Ce travail nous a semblé plus difficile, aussi bien d'ailleurs pour les élèves que pour nous : les questions étaient trop abstraites pour eux, ça ne leur parlait pas vraiment, ils n'arrivaient pas à donner des idées, à argumenter leurs idées.

Par exemple on a travaillé sur le concept de peur en MS. Ils ont une représentation de ce que c'est, mais ils restent sur leurs émotions, repliés sur eux-mêmes. Le but de l'atelier est alors de mettre des mots sur ces émotions, de prendre de la distance par rapport au ressenti. Il est aussi utile et nécessaire d'utiliser des histoires ou de la musique.

De manière générale, il faut rester simple, faire réfléchir en utilisant des questions simples. Il faut aussi savoir choisir les histoires utilisées. L'album de Yacouba, sur le courage, utilisé en fin de premier trimestre avec les GS s'est avéré trop compliqué pour les enfants, il y a trop d'éléments divers dans cette histoire, alors que les histoires de Nasreddine, plutôt courtes et simplement structurées sont plus facilement utilisables.

Pour conclure...

Au début, ce qui est difficile pour l'enseignant, c'est de passer de sa position traditionnelle de "savant" à celui d'animateur. Le maître est en général très attaché à la connaissance, à la maîtrise de la langue (l'un des objectifs en Grande Section), il est très soucieux de l'erreur. Par exemple, en littérature ou en mathématiques, l'enseignant a une attente précise, il veut des réponses justes. Or, dans l'atelier-philo, il n'y a pas de bonnes ou de mauvaises réponses a priori, il y a DES réponses, même si parfois elles peuvent initialement sembler absurdes, que la classe sera invitée à examiner de manière critique. Cela offre une liberté à l'enfant, qui osera, à un moment donné, prendre la parole, en particulier parce que l'enseignant aura posé un autre regard sur lui, plus attentif et plus généreux. C'est pour cela qu'il trouvera sa place dans le débat.

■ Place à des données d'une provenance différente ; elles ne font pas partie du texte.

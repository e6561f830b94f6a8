#![allow(non_snake_case)]
use alloy::primitives::U256;
use friendship_faucet::{
    FaucetError,
    binding::WriteCall,
    config::DEPOSIT_AMOUNT_WEI,
    controller::FaucetController,
    submit::{
        self,
        TransactionOutcome,
        TxPhase,
    },
    sync::Field,
    test_helpers::{
        ONE_ETHER,
        SECRET_AGE,
        TestContext,
    },
};
use tokio::sync::mpsc;

#[tokio::test]
async fn guess__correct_age_confirms_and_refreshes_once() {
    let ctx = TestContext::new();
    // given
    let mut controller = ctx.connected(ctx.alice()).await;
    let refreshes = controller.refresh_count();
    let friend_reads = ctx.chain().reads_of(Field::IsFriend);
    let mut phases = Vec::new();

    // when
    let call = controller.guess_call(SECRET_AGE);
    let outcome = controller
        .submit(call, |outcome| phases.push(outcome.phase()))
        .await
        .unwrap();

    // then
    assert_eq!(
        phases,
        vec![
            TxPhase::Submitting,
            TxPhase::PendingConfirmation,
            TxPhase::Confirmed
        ]
    );
    assert_eq!(outcome.phase(), TxPhase::Confirmed);
    assert_eq!(controller.refresh_count(), refreshes + 1);
    assert_eq!(ctx.chain().reads_of(Field::IsFriend), friend_reads + 1);
    let observed = controller.observed();
    assert!(observed.is_friend);
    assert!(observed.has_received_reward);
    assert_eq!(observed.attempt_count, 1);
    assert_eq!(observed.contract_balance_wei, U256::from(9 * ONE_ETHER));
    assert_eq!(
        controller.status(),
        "Success! You've received your reward and are now a friend!"
    );
}

#[tokio::test]
async fn guess__wrong_age_spends_an_attempt() {
    let ctx = TestContext::new();
    let mut controller = ctx.connected(ctx.alice()).await;

    let call = controller.guess_call(SECRET_AGE + 1);
    controller.submit(call, |_| {}).await.unwrap();

    let snapshot = controller.snapshot();
    assert!(!snapshot.observed.is_friend);
    assert_eq!(snapshot.observed.attempt_count, 1);
    assert_eq!(snapshot.remaining_attempts, 2);
}

#[tokio::test]
async fn guess__after_reward_fails_with_contract_reason() {
    let ctx = TestContext::new();
    // given
    let mut controller = ctx.connected(ctx.alice()).await;
    let call = controller.guess_call(SECRET_AGE);
    controller.submit(call, |_| {}).await.unwrap();

    // when
    let outcome = controller.submit(call, |_| {}).await.unwrap();

    // then
    assert_eq!(
        outcome.failure_reason().as_deref(),
        Some("You have already received your reward")
    );
    assert!(!controller.is_in_flight());
}

#[tokio::test]
async fn guess__out_of_attempts_fails_with_contract_reason() {
    let ctx = TestContext::new();
    ctx.chain().contract().attempts.insert(ctx.alice(), 3);
    let mut controller = ctx.connected(ctx.alice()).await;

    let call = controller.guess_call(SECRET_AGE);
    let outcome = controller.submit(call, |_| {}).await.unwrap();

    assert_eq!(outcome.failure_reason().as_deref(), Some("No attempts left"));
    assert_eq!(controller.snapshot().remaining_attempts, 0);
}

#[tokio::test]
async fn withdraw__non_owner_fails_verbatim_and_state_is_unchanged() {
    let ctx = TestContext::new();
    // given
    let mut controller = ctx.connected(ctx.alice()).await;
    let before = controller.observed().clone();
    let refreshes = controller.refresh_count();

    // when
    let call = controller.withdraw_call();
    let outcome = controller.submit(call, |_| {}).await.unwrap();

    // then
    assert_eq!(
        outcome,
        TransactionOutcome::Failed {
            call: WriteCall::Withdraw,
            error: FaucetError::TransactionReverted("Only owner can withdraw".into()),
        }
    );
    assert_eq!(
        outcome.failure_reason().as_deref(),
        Some("Only owner can withdraw")
    );
    assert_eq!(controller.observed(), &before);
    assert_eq!(controller.refresh_count(), refreshes);
    assert!(ctx.chain().sent().is_empty());
}

#[tokio::test]
async fn withdraw__owner_empties_the_faucet() {
    let ctx = TestContext::new();
    let mut controller = ctx.connected(ctx.owner()).await;

    let call = controller.withdraw_call();
    let outcome = controller.submit(call, |_| {}).await.unwrap();

    assert_eq!(outcome.phase(), TxPhase::Confirmed);
    assert_eq!(controller.observed().contract_balance_wei, U256::ZERO);
    assert_eq!(controller.status(), "Withdraw successful!");
}

#[tokio::test]
async fn deposit__adds_fixed_amount_to_balance() {
    let ctx = TestContext::new();
    let mut controller = ctx.connected(ctx.alice()).await;

    let call = controller.deposit_call();
    controller.submit(call, |_| {}).await.unwrap();

    assert_eq!(call, WriteCall::Deposit(DEPOSIT_AMOUNT_WEI));
    assert_eq!(
        controller.observed().contract_balance_wei,
        U256::from(10 * ONE_ETHER) + DEPOSIT_AMOUNT_WEI
    );
    assert_eq!(ctx.chain().sent(), vec![(ctx.alice(), call)]);
}

#[tokio::test]
async fn submit__second_write_while_pending_is_rejected() {
    let ctx = TestContext::new();
    // given
    let mut controller = ctx.connected(ctx.alice()).await;
    let gate = ctx.chain().hold_confirmations();
    let call = controller.guess_call(SECRET_AGE);
    let (chain, handle) = controller.spawn_parts(call).unwrap();
    let (progress_tx, mut progress_rx) = mpsc::unbounded_channel();
    let driver = tokio::spawn(async move {
        submit::drive(chain.as_ref(), &handle, call, |progress| {
            let _ = progress_tx.send(progress);
        })
        .await;
    });
    let pending = progress_rx.recv().await.unwrap();
    controller.apply_progress(pending).await;
    assert_eq!(controller.outcome().phase(), TxPhase::PendingConfirmation);
    let before = controller.outcome().clone();

    // when
    let deposit = controller.deposit_call();
    let result = controller.begin(deposit);

    // then
    assert_eq!(result, Err(FaucetError::SubmissionInFlight));
    assert_eq!(controller.outcome(), &before);

    gate.notify_one();
    let confirmed = progress_rx.recv().await.unwrap();
    controller.apply_progress(confirmed).await;
    driver.await.unwrap();
    assert_eq!(controller.outcome().phase(), TxPhase::Confirmed);
    assert_eq!(ctx.chain().sent(), vec![(ctx.alice(), call)]);
}

#[tokio::test]
async fn submit__wallet_rejection_fails_and_frees_the_slot() {
    let ctx = TestContext::new();
    // given
    let mut controller = ctx.connected(ctx.alice()).await;
    ctx.chain().fail_send(FaucetError::UserRejected);

    // when
    let call = controller.deposit_call();
    let outcome = controller.submit(call, |_| {}).await.unwrap();

    // then
    assert_eq!(outcome.phase(), TxPhase::Failed);
    assert_eq!(
        outcome.failure_reason().as_deref(),
        Some("Request rejected in wallet")
    );
    assert!(!controller.is_in_flight());
    assert!(controller.begin(call).is_ok());
}

#[tokio::test]
async fn submit__failed_confirmation_skips_refresh() {
    let ctx = TestContext::new();
    let mut controller = ctx.connected(ctx.alice()).await;
    let refreshes = controller.refresh_count();
    ctx.chain()
        .fail_confirm(FaucetError::Network("no receipt".into()));

    let call = controller.deposit_call();
    let outcome = controller.submit(call, |_| {}).await.unwrap();

    assert_eq!(outcome.phase(), TxPhase::Failed);
    assert_eq!(controller.refresh_count(), refreshes);
    assert!(
        controller
            .errors()
            .iter()
            .any(|e| e.contains("Network error: no receipt"))
    );
}

#[tokio::test]
async fn submit__requires_a_session() {
    let ctx = TestContext::new();
    let mut controller = FaucetController::<friendship_faucet::test_helpers::MockChain>::new(
        ctx.config(),
    );

    let result = controller.submit(WriteCall::Withdraw, |_| {}).await;

    assert_eq!(result, Err(FaucetError::NotConnected));
    assert_eq!(controller.outcome(), &TransactionOutcome::Idle);
}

Finalement, les différences majeures entre l'atelier-philo et l'enseignement classique, "scolaire", sont les suivantes. Il est demandé à l'enfant de porter un jugement sur ses propres paroles et sur celles de ses camarades. Ceci implique qu'il est capable de reformuler le discours de l'autre, ainsi que son propre discours. Pour cela, le "pareil/pas pareil" est un outil incontournable car il permet de comparer les deux discours, celui des camarades et le sien. Dès lors l'élève se met à l'épreuve de sa propre pensée et de celle des autres. Il envisage, un instant, les enjeux et les conséquences de son propre discours. Il apprend à reconnaître un problème, à le voir comme quelque chose d'objectif, voire de positif. Il prend conscience du vrai et du faux, car dans cette exercice il n'est pas déterminé de façon arbitraire, mais de façon indépendante et autonome. Il prend conscience de son identité d'être pensant : "Je peux penser que je peux penser." Nous avons là une mise à l'épreuve de l'être singulier, nous sommes dans la construction philosophique, nous assistons à l'émergence du philosopher.